Abstract

A newly-developed type of artificial muscles – Super-Coiled Polymer (SCP), comparatively offers many advantages in terms of cost, size, flexibility, fabrication, and power-to-weight ratio, potentially making SCPs a great fit for deployment in bioinspired robots. Development of bioinspired robots incorporating artificial muscles, increasingly necessitates derivation of precise dynamic models for motion prediction and controller design. Nevertheless, the process of modeling the system dynamics of such sophisticatedly evolving robots becomes difficult due to their continuum dynamics and high dimensionality. To address the problems of high nonlinearity and intrinsically infinite system dimension, contemporary artificial intelligence techniques, specifically reinforcement learning algorithms, are employed to design learning-based controllers. This necessity of developing intelligent control serves as the motivation to not only mimic the biomechanisms, but also mimic the cognitive abilities of these biological life forms, which is where learning-based controllers will play a major role in such bioinspired robotic systems.

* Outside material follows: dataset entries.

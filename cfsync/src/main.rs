use anyhow::Result;
use cfsync::cli::{run, Cli};
use clap::Parser;
use tracing_subscriber::EnvFilter;

#[tokio::main]
async fn main() -> Result<()> {
    // Load environment
    dotenvy::dotenv().ok();

    // Initialize tracing for the CLI; RUST_LOG overrides the default level.
    tracing_subscriber::fmt()
        .with_env_filter(EnvFilter::try_from_default_env().unwrap_or_else(|_| EnvFilter::new("info")))
        .init();
    tracing::info!("CLI application startup: tracing initialised, environment loaded");

    let cli = Cli::parse();
    tracing::info!("CLI arguments parsed, invoking run");
    let result = run(cli).await;
    match &result {
        Ok(_) => tracing::info!("CLI completed successfully"),
        Err(e) => tracing::error!(error = %e, "CLI exited with error"),
    }
    result
}
#![allow(unused)]

//! # contract: data models and collaborator traits for the pipeline
//!
//! The pipeline consumes two collaborators:
//! - a [`GuideSource`], producing every custom format definition in the guide;
//! - a [`CustomFormatService`], the remote capability (`list`, `create`,
//!   `update`, `delete`) of one Radarr/Sonarr instance.
//!
//! Both traits are async and annotated for `mockall`, so tests can script
//! remote behaviour deterministically.
//!
//! The remaining types are the plain data flowing between pipeline stages.

use async_trait::async_trait;

use mockall::{automock, predicate::*};

use crate::document::Document;
use crate::error::GuideError;

/// Boxed transport error returned by [`CustomFormatService`] implementations.
pub type ServiceError = Box<dyn std::error::Error + Send + Sync>;

/// One custom format as published in the guide.
#[derive(Debug, Clone, PartialEq)]
pub struct GuideDefinition {
    /// Stable content identifier (the guide's trash id).
    pub content_id: String,
    pub name: String,
    /// The custom format body, guide metadata already removed.
    pub document: Document,
}

/// A custom format as currently stored by the remote service.
#[derive(Debug, Clone, PartialEq)]
pub struct RemoteDocument {
    pub remote_id: i64,
    pub document: Document,
}

/// A guide definition that survived selection, joined with its cache entry.
#[derive(Debug, Clone, PartialEq)]
pub struct ProcessedDefinition {
    pub content_id: String,
    pub name: String,
    pub document: Document,
    /// Remote id recorded by a previous run, if any.
    pub cached_remote_id: Option<i64>,
}

/// Source of guide definitions.
///
/// A failure is fatal for the whole run: orphan detection needs the complete
/// set of definitions.
#[cfg_attr(any(test, feature = "test-export-mocks"), automock)]
#[async_trait]
pub trait GuideSource: Send + Sync {
    async fn fetch_definitions(&self) -> Result<Vec<GuideDefinition>, GuideError>;
}

/// Remote capability for one Radarr/Sonarr instance.
///
/// Implementors own transport, authentication and timeouts. Every error is
/// reported as a boxed [`ServiceError`].
#[cfg_attr(any(test, feature = "test-export-mocks"), automock)]
#[async_trait]
pub trait CustomFormatService: Send + Sync {
    /// List every custom format currently defined remotely.
    async fn list(&self) -> Result<Vec<RemoteDocument>, ServiceError>;

    /// Create a custom format, returning the id the service assigned.
    async fn create(&self, document: &Document) -> Result<i64, ServiceError>;

    /// Replace the custom format with the given id.
    async fn update(&self, remote_id: i64, document: &Document) -> Result<(), ServiceError>;

    /// Delete the custom format with the given id.
    async fn delete(&self, remote_id: i64) -> Result<(), ServiceError>;
}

Our research aims at designing and developing a motivating SCP-driven bioinspired robotic eye, which aims to aid ophthalmologists, ocularists, and biomedical researchers in understanding better, the movement of the extraocular muscles of the human eye. Consequently, this could give comprehensive insights in studying the neuro-biomechanics of oculomotor disorders such as misalignment of the eyes in patients with strabismus, thus enabling diagnostic researchers to profoundly investigate the fundamental cause and effect of such disorders. Concurrently, we focus on modeling its system dynamics, and developing a robust learning-based controller to achieve various objectives such as orientation and perceptive control. Our proposed learning-based control design employs the use of deep-deterministic policy gradient (DDPG) reinforcement learning algorithm to train the agent with a linear quadratic regulator (LQR) based multi-objective reward. The effectiveness of the proposed control method was verified through simulations by performing tests of ocular foveation and smooth pursuit.